▶ _What is required_
Take the data below and extract the lines from the one with "group_sum(dataset, &[Field::Year])" to the one with "fn round2(v: f64)", inclusive, exactly as written.

##############################

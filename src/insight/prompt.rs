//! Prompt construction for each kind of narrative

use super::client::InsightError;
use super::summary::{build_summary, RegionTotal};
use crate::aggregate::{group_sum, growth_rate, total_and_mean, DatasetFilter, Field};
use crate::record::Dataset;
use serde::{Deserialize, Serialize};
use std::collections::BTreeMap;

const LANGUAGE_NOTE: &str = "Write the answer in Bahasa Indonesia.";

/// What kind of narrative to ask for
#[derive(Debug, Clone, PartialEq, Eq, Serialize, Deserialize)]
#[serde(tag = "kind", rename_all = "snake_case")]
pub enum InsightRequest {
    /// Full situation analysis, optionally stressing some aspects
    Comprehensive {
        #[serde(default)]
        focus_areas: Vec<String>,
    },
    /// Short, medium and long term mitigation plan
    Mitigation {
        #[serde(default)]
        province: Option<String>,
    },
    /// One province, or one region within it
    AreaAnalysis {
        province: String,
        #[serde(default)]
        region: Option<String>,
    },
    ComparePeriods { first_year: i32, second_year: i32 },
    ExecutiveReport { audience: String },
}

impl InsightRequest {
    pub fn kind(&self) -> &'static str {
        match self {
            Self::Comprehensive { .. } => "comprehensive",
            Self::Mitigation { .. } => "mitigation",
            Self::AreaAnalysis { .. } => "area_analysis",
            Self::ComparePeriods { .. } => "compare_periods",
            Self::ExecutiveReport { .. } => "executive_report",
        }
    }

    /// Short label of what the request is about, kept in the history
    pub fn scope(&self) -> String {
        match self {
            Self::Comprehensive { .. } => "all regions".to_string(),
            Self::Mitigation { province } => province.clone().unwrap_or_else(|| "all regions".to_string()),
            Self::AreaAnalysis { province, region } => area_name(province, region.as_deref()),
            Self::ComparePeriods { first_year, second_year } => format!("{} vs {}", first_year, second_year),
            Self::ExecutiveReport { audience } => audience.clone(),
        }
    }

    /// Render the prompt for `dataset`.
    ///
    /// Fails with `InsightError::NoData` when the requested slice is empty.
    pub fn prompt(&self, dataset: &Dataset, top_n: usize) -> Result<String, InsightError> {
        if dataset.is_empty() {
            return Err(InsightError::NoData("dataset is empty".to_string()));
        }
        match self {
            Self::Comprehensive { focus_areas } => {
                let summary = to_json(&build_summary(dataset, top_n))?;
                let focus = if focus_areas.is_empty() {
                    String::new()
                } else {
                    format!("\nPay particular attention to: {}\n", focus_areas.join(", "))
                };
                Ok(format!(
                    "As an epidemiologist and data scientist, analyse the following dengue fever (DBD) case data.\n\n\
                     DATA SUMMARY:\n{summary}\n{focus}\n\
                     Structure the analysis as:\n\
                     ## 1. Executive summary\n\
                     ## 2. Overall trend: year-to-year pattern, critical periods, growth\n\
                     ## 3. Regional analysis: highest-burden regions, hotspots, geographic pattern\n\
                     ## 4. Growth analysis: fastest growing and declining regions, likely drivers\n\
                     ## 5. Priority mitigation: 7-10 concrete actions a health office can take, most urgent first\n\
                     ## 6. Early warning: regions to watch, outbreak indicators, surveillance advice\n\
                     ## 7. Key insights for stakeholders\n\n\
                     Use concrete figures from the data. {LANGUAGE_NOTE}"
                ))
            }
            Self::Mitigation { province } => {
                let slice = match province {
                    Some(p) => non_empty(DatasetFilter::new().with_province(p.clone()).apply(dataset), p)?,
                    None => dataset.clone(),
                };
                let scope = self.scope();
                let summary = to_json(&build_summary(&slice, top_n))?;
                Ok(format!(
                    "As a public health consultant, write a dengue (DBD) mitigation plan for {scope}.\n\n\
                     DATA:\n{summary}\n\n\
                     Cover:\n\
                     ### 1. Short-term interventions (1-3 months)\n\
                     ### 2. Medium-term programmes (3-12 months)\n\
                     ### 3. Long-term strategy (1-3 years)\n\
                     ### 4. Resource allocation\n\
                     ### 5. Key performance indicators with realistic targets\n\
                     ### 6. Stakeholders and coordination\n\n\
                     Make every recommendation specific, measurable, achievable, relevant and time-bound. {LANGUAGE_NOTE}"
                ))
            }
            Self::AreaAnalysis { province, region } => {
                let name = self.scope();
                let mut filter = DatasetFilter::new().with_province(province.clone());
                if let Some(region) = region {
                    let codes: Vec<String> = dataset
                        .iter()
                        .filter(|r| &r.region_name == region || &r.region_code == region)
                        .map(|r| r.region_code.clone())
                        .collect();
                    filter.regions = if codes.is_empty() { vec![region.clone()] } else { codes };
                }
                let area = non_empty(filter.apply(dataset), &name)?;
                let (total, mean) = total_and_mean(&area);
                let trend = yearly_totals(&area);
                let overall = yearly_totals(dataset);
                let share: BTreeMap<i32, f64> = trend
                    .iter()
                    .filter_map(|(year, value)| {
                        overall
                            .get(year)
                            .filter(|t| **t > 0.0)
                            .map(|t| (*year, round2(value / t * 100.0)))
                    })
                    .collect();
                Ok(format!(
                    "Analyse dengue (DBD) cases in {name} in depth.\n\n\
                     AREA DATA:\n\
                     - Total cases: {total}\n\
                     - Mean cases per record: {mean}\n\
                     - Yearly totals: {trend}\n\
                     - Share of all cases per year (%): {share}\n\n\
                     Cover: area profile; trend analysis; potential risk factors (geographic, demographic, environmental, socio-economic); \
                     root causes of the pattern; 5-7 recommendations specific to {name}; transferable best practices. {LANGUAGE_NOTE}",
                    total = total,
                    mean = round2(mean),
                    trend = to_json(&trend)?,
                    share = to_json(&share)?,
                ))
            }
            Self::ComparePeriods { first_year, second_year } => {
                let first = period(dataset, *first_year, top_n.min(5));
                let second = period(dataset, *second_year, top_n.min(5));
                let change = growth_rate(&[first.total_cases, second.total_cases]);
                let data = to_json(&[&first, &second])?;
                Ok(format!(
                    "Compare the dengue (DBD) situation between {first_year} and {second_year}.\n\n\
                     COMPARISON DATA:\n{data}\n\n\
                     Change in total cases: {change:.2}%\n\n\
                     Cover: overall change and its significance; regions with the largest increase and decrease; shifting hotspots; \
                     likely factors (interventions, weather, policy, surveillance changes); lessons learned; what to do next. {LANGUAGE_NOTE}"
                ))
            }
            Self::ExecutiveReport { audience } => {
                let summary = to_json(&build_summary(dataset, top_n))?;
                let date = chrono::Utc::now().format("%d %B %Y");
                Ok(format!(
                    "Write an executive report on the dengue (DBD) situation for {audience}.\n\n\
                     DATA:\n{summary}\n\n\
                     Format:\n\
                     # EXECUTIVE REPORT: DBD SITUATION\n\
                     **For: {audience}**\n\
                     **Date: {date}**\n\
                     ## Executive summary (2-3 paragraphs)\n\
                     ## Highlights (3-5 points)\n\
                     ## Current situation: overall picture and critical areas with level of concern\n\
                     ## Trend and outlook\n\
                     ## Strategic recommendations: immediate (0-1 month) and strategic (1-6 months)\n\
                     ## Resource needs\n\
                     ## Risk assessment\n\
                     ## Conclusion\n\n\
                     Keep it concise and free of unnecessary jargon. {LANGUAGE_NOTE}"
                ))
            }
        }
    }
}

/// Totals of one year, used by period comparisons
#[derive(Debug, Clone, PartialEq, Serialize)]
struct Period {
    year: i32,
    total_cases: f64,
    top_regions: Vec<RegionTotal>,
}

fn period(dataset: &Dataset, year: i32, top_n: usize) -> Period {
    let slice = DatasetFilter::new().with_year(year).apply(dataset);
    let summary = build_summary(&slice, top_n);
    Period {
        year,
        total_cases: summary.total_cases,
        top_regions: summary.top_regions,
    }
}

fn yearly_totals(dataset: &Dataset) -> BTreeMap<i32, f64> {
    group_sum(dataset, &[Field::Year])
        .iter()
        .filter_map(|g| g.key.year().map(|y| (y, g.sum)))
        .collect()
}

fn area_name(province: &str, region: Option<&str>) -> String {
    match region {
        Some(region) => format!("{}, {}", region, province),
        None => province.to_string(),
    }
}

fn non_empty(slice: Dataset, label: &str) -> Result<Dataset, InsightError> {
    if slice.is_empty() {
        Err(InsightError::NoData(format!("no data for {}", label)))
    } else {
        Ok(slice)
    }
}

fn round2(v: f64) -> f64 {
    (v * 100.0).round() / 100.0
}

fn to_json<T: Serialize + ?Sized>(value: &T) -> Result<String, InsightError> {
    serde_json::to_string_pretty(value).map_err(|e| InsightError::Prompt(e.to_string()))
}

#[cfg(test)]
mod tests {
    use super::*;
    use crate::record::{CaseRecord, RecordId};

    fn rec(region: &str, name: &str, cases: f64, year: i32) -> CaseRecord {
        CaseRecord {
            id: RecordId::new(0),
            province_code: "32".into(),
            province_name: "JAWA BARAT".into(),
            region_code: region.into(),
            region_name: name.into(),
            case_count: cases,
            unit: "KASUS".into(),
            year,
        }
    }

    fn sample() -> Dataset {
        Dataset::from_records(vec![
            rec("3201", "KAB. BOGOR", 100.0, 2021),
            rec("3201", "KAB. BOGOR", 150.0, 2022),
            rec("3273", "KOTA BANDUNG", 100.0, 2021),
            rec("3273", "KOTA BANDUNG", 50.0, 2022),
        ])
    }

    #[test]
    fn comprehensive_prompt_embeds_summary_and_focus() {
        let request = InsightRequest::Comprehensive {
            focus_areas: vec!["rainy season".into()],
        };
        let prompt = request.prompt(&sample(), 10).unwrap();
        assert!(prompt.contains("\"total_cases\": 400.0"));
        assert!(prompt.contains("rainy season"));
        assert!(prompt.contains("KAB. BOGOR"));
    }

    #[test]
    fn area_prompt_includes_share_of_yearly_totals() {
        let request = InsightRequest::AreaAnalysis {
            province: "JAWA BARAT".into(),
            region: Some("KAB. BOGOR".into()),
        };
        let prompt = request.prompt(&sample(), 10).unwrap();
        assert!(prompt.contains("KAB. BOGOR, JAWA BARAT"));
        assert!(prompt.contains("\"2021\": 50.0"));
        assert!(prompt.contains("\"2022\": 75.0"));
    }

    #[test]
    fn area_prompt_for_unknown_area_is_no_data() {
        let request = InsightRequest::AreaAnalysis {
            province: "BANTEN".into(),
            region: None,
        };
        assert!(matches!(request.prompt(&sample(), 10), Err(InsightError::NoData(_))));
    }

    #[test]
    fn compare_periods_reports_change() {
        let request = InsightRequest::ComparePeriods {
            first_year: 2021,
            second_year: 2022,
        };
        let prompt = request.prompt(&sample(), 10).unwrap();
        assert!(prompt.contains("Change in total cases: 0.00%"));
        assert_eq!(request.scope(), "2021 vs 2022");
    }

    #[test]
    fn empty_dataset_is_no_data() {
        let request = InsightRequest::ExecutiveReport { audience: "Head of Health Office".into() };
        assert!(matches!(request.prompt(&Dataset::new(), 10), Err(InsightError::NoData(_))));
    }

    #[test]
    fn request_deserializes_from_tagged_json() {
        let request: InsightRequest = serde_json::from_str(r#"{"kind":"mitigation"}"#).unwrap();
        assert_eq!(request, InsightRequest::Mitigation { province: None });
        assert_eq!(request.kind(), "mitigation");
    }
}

##############################

▶ _Written solution_
    group_sum(dataset, &[Field::Year])
        .iter()
        .filter_map(|g| g.key.year().map(|y| (y, g.sum)))
        .collect()
}

fn area_name(province: &str, region: Option<&str>) -> String {
    match region {
        Some(region) => format!("{}, {}", region, province),
        None => province.to_string(),
    }
}

fn non_empty(slice: Dataset, label: &str) -> Result<Dataset, InsightError> {
    if slice.is_empty() {
        Err(InsightError::NoData(format!("no data for {}", label)))
    } else {
        Ok(slice)
    }
}

fn round2(v: f64) -> f64 {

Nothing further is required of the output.